Once when I was fourteen, Watari sat down with me and we had a "talk." He told me about a group of women. Very attractive and very smart, and all of them were interested in having children with my DNA. I was scarcely old enough to even imagine reproducing, and I've always been younger than my years... so what got through to me was that, even though I was still a child, the adults in my life were already planning for my death.
I told Watari so, and he colored and said that it was nonsense, that it was simply never too early to plan for such an occurrence (in those exact words.)
He gave me a set of dirty magazines. One with girls and boys, and one with girls and girls, and one with pretty boys and one with men called "bears." He also gave me a plastic cup, and said that I'd figure it all out.
I didn't figure it out. I looked at the magazines for a while, and what they did with parts I didn't often see in real life, as people wore clothing over them. It looked painful and confusing, and that's what having children has meant to me since. I gave Watari back the magazines and the cup and asked him not to bring it up again, and he said he'd wait until I was older.
I repeated my request firmly and adamantly.

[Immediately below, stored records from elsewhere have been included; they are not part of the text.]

//! Filesystem [`StateStore`] implementation.

use std::path::{Path, PathBuf};

use tickflow_core::store::StateStore;
use tickflow_types::error::StoreError;
use tickflow_types::op::OpResult;
use tickflow_types::run::{Run, RunResult, WaitingInvoke, WaitingSignal};
use tokio::sync::Mutex;
use tracing::warn;
use uuid::Uuid;

use super::{read_json, write_json_atomic};

fn io_err(e: std::io::Error) -> StoreError {
    StoreError::Io(e.to_string())
}

/// [`StateStore`] rooted at a data directory.
///
/// Read-modify-write sequences (attempt counters, the settled-op guard, the
/// signal lists) are serialized through one in-process mutex; documents are
/// replaced atomically so readers outside the lock still see whole values.
pub struct FsStateStore {
    root: PathBuf,
    write_lock: Mutex<()>,
}

impl FsStateStore {
    pub fn new(root: impl Into<PathBuf>) -> Self {
        Self {
            root: root.into(),
            write_lock: Mutex::new(()),
        }
    }

    fn run_path(&self, run_id: Uuid) -> PathBuf {
        self.root.join("runs").join(format!("{run_id}.json"))
    }

    fn ops_dir(&self, run_id: Uuid) -> PathBuf {
        self.root.join("ops").join(run_id.to_string())
    }

    fn op_path(&self, run_id: Uuid, hashed_op_id: &str) -> PathBuf {
        self.ops_dir(run_id).join(format!("{hashed_op_id}.json"))
    }

    fn signal_path(&self, signal: &str) -> PathBuf {
        self.root.join("signals").join(format!("{signal}.json"))
    }

    fn signals_dir(&self) -> PathBuf {
        self.root.join("signals")
    }

    fn invoke_path(&self, child_run_id: Uuid) -> PathBuf {
        self.root
            .join("invokes")
            .join(format!("{child_run_id}.json"))
    }

    async fn load_run(&self, run_id: Uuid) -> Result<Run, StoreError> {
        read_json(&self.run_path(run_id))
            .await
            .map_err(io_err)?
            .ok_or(StoreError::NotFound)
    }

    async fn store_run(&self, run: &Run) -> Result<(), StoreError> {
        write_json_atomic(&self.run_path(run.id), run)
            .await
            .map_err(io_err)
    }

    async fn load_signal_list(&self, path: &Path) -> Result<Vec<WaitingSignal>, StoreError> {
        Ok(read_json(path).await.map_err(io_err)?.unwrap_or_default())
    }
}

impl StateStore for FsStateStore {
    async fn add_run(&self, run: &Run) -> Result<(), StoreError> {
        self.store_run(run).await
    }

    async fn get_run(&self, run_id: Uuid) -> Result<Option<Run>, StoreError> {
        read_json(&self.run_path(run_id)).await.map_err(io_err)
    }

    async fn finish_run(&self, run_id: Uuid, result: &RunResult) -> Result<(), StoreError> {
        let _guard = self.write_lock.lock().await;
        let mut run = self.load_run(run_id).await?;
        run.result = Some(result.clone());
        run.completed_at = Some(chrono::Utc::now());
        self.store_run(&run).await
    }

    async fn bump_op_attempt(&self, run_id: Uuid, hashed_op_id: &str) -> Result<u32, StoreError> {
        let _guard = self.write_lock.lock().await;
        let mut run = self.load_run(run_id).await?;
        let attempts = run.op_attempts.entry(hashed_op_id.to_string()).or_insert(0);
        *attempts += 1;
        let attempts = *attempts;
        self.store_run(&run).await?;
        Ok(attempts)
    }

    async fn reset_op_attempt(&self, run_id: Uuid, hashed_op_id: &str) -> Result<(), StoreError> {
        let _guard = self.write_lock.lock().await;
        let mut run = self.load_run(run_id).await?;
        run.op_attempts.insert(hashed_op_id.to_string(), 1);
        self.store_run(&run).await
    }

    async fn get_op(
        &self,
        run_id: Uuid,
        hashed_op_id: &str,
    ) -> Result<Option<OpResult>, StoreError> {
        read_json(&self.op_path(run_id, hashed_op_id))
            .await
            .map_err(io_err)
    }

    async fn set_op(&self, op: &OpResult, force: bool) -> Result<bool, StoreError> {
        let _guard = self.write_lock.lock().await;
        let path = self.op_path(op.run_id, &op.op_id.hashed);
        if let Some(existing) = read_json::<OpResult>(&path).await.map_err(io_err)? {
            if existing == *op {
                return Ok(true);
            }
            if existing.outcome.is_settled() && !force {
                warn!(
                    run_id = %op.run_id,
                    hashed_op_id = %op.op_id.hashed,
                    "write to settled op blocked"
                );
                return Ok(false);
            }
        }
        write_json_atomic(&path, op).await.map_err(io_err)?;
        Ok(true)
    }

    async fn list_ops(&self, run_id: Uuid) -> Result<Vec<OpResult>, StoreError> {
        let dir = self.ops_dir(run_id);
        let mut entries = match tokio::fs::read_dir(&dir).await {
            Ok(entries) => entries,
            Err(e) if e.kind() == std::io::ErrorKind::NotFound => return Ok(Vec::new()),
            Err(e) => return Err(io_err(e)),
        };
        let mut ops = Vec::new();
        while let Some(entry) = entries.next_entry().await.map_err(io_err)? {
            let path = entry.path();
            if path.extension().is_some_and(|ext| ext == "json") {
                if let Some(op) = read_json(&path).await.map_err(io_err)? {
                    ops.push(op);
                }
            }
        }
        Ok(ops)
    }

    async fn push_waiting_signal(&self, waiting: &WaitingSignal) -> Result<(), StoreError> {
        let _guard = self.write_lock.lock().await;
        let path = self.signal_path(&waiting.signal);
        let mut list = self.load_signal_list(&path).await?;
        list.push(waiting.clone());
        write_json_atomic(&path, &list).await.map_err(io_err)
    }

    async fn pop_waiting_signal(&self, signal: &str) -> Result<Option<WaitingSignal>, StoreError> {
        let _guard = self.write_lock.lock().await;
        let path = self.signal_path(signal);
        let mut list = self.load_signal_list(&path).await?;
        if list.is_empty() {
            return Ok(None);
        }
        let waiting = list.remove(0);
        write_json_atomic(&path, &list).await.map_err(io_err)?;
        Ok(Some(waiting))
    }

    async fn pop_waiting_signal_for_op(
        &self,
        run_id: Uuid,
        hashed_op_id: &str,
    ) -> Result<Option<WaitingSignal>, StoreError> {
        let _guard = self.write_lock.lock().await;
        let mut entries = match tokio::fs::read_dir(self.signals_dir()).await {
            Ok(entries) => entries,
            Err(e) if e.kind() == std::io::ErrorKind::NotFound => return Ok(None),
            Err(e) => return Err(io_err(e)),
        };
        while let Some(entry) = entries.next_entry().await.map_err(io_err)? {
            let path = entry.path();
            if !path.extension().is_some_and(|ext| ext == "json") {
                continue;
            }
            let mut list = self.load_signal_list(&path).await?;
            if let Some(position) = list
                .iter()
                .position(|w| w.run_id == run_id && w.hashed_op_id == hashed_op_id)
            {
                let waiting = list.remove(position);
                write_json_atomic(&path, &list).await.map_err(io_err)?;
                return Ok(Some(waiting));
            }
        }
        Ok(None)
    }

    async fn push_waiting_invoke(&self, waiting: &WaitingInvoke) -> Result<(), StoreError> {
        write_json_atomic(&self.invoke_path(waiting.child_run_id), waiting)
            .await
            .map_err(io_err)
    }

    async fn pop_waiting_invoke(
        &self,
        child_run_id: Uuid,
    ) -> Result<Option<WaitingInvoke>, StoreError> {
        let _guard = self.write_lock.lock().await;
        let path = self.invoke_path(child_run_id);
        let Some(waiting) = read_json::<WaitingInvoke>(&path).await.map_err(io_err)? else {
            return Ok(None);
        };
        tokio::fs::remove_file(&path).await.map_err(io_err)?;
        Ok(Some(waiting))
    }
}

He said that he hoped that someday, I might feel differently. And then I tore up the magazine with "bears" and the one with girls and boys, and curled up and would not speak until Watari promised to not bother me with it again.
He stopped.
I'm older now. And I feel differently now.

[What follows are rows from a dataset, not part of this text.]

//! Shared domain types for the tickflow workflow engine.
//!
//! This crate contains the data model every other layer agrees on: runs,
//! operations, trigger events, queue items, the serializable error shape,
//! and the wire protocol for the per-step checkpoint backend.
//!
//! Zero infrastructure dependencies -- only serde, uuid, chrono, thiserror.

pub mod error;
pub mod event;
pub mod op;
pub mod queue;
pub mod run;
pub mod wire;
pub mod workflow;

But last night, when I was with Blythe, I had another dream. I dream when I'm near her... it's the strangest thing.
We were both children, Blythe and I. I wish I could have known her when I really was a child, because we would have been friends, for true. She and I were playing dolls with someone who looked like Dorian with Kain's hair and eyes. That was very strange, especially since I never actually saw either of their eyes. When I was a child, I couldn't look at eyes... anyway. We played dolls, and mine had pins in her body. She looked like the girl-child in the dream I had before... I tried to take the pins out, but they bled when I pulled at them, so I thought it best to leave them.
There was a tall man I could look straight in the face, because he had no eyes. Just skin stretched over empty sockets... but he was Light. Dressed like my stepfather. He'd put the pins in the doll, and I knew but could not speak (this was also true, when I was a child.) And he held a mirror so that I couldn't see Blythe, and then hit it with my head... it broke, and I bled... and I knew that Blythe was bleeding somewhere, too.
I change, with Blythe. Like a caterpillar or a seed, I change--or grow-- in a wonderful way. But change can be frightening... and though I think that dreams are trifles, I can't help but wonder about what I see, and what I know, and what I feel could happen at any moment.
Frank helped, though. Frank doesn't give himself enough credit, for how much he helps.